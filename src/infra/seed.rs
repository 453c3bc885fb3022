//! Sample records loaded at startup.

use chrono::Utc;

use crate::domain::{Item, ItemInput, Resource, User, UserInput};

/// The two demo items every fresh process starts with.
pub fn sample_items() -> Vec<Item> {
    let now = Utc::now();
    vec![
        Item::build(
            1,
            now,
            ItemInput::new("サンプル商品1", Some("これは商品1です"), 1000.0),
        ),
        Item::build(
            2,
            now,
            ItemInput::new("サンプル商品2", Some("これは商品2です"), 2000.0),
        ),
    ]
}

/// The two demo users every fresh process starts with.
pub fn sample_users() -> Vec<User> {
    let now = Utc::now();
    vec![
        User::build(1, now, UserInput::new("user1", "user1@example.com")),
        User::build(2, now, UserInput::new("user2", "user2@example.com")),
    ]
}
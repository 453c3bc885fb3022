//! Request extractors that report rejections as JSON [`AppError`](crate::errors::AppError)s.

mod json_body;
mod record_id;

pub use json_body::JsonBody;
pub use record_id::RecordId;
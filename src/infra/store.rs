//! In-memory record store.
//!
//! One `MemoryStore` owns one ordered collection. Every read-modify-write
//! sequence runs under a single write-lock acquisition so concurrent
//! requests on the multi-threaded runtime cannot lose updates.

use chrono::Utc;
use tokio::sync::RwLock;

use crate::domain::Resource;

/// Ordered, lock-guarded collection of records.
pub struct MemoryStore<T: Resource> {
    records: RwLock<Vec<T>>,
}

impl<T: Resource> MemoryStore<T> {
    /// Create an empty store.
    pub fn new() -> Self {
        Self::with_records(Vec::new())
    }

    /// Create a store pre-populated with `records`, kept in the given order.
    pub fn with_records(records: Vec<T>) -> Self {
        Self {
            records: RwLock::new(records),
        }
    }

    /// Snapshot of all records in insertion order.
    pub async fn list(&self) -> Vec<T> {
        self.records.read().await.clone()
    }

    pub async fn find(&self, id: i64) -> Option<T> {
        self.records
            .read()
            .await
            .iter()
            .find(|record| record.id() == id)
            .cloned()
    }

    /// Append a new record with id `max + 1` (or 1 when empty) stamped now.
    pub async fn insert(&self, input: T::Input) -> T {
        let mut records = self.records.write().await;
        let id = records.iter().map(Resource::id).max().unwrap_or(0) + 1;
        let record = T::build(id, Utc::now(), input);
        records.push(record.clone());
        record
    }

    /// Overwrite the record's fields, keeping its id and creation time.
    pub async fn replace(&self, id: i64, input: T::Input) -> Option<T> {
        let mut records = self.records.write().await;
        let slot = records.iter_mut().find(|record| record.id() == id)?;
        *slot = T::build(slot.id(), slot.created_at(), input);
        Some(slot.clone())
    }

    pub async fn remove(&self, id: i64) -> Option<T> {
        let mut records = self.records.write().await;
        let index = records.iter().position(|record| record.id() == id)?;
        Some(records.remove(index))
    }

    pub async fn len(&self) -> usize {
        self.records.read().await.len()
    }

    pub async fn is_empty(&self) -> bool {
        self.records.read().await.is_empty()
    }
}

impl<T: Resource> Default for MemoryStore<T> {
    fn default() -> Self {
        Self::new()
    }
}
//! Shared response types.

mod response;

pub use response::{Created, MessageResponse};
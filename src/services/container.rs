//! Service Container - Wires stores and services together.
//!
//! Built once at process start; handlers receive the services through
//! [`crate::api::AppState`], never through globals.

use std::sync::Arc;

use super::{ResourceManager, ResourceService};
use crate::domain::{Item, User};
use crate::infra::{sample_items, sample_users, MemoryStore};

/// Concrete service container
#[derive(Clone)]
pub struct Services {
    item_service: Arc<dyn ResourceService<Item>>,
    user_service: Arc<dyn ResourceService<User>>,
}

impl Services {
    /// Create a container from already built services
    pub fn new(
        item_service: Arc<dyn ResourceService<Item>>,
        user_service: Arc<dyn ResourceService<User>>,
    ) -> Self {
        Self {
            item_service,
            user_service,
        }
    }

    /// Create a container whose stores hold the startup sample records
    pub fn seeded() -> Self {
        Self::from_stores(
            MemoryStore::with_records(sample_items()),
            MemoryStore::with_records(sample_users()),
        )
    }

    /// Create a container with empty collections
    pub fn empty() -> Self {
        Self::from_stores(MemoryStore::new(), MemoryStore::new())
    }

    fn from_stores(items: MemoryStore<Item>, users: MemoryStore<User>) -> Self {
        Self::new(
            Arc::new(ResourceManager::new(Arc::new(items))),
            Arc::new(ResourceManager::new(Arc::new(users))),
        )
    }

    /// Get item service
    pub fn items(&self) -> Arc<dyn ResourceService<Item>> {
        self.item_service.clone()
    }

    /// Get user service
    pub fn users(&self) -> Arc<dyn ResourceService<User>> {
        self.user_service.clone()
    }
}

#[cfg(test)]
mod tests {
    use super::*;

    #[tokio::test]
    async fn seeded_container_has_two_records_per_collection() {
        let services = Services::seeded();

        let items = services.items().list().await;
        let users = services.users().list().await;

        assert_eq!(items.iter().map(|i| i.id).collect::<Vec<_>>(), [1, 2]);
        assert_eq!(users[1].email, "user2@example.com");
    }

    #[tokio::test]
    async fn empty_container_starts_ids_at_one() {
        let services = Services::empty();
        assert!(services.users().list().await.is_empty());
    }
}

________________________

=== Work order ===
Taking the material above as a whole, how many of its lines contain "crate"? The reply should be that number alone.

=== Result of the exercise ===
6